**Listed records**
[Start of Attachment]
pub mod cache;
pub mod manifest;
pub mod verify;

pub use cache::ManifestVerificationCache;
pub use manifest::{looks_like_manifest, Manifest, ManifestIndex, ManifestPathEntry};
pub use verify::ManifestVerificationStrategy;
[End of Attachment]
**Work instruction**
Copy all the data. Match it exactly.

**Answer**
pub mod cache;
pub mod manifest;
pub mod verify;

pub use cache::ManifestVerificationCache;
pub use manifest::{looks_like_manifest, Manifest, ManifestIndex, ManifestPathEntry};
pub use verify::ManifestVerificationStrategy;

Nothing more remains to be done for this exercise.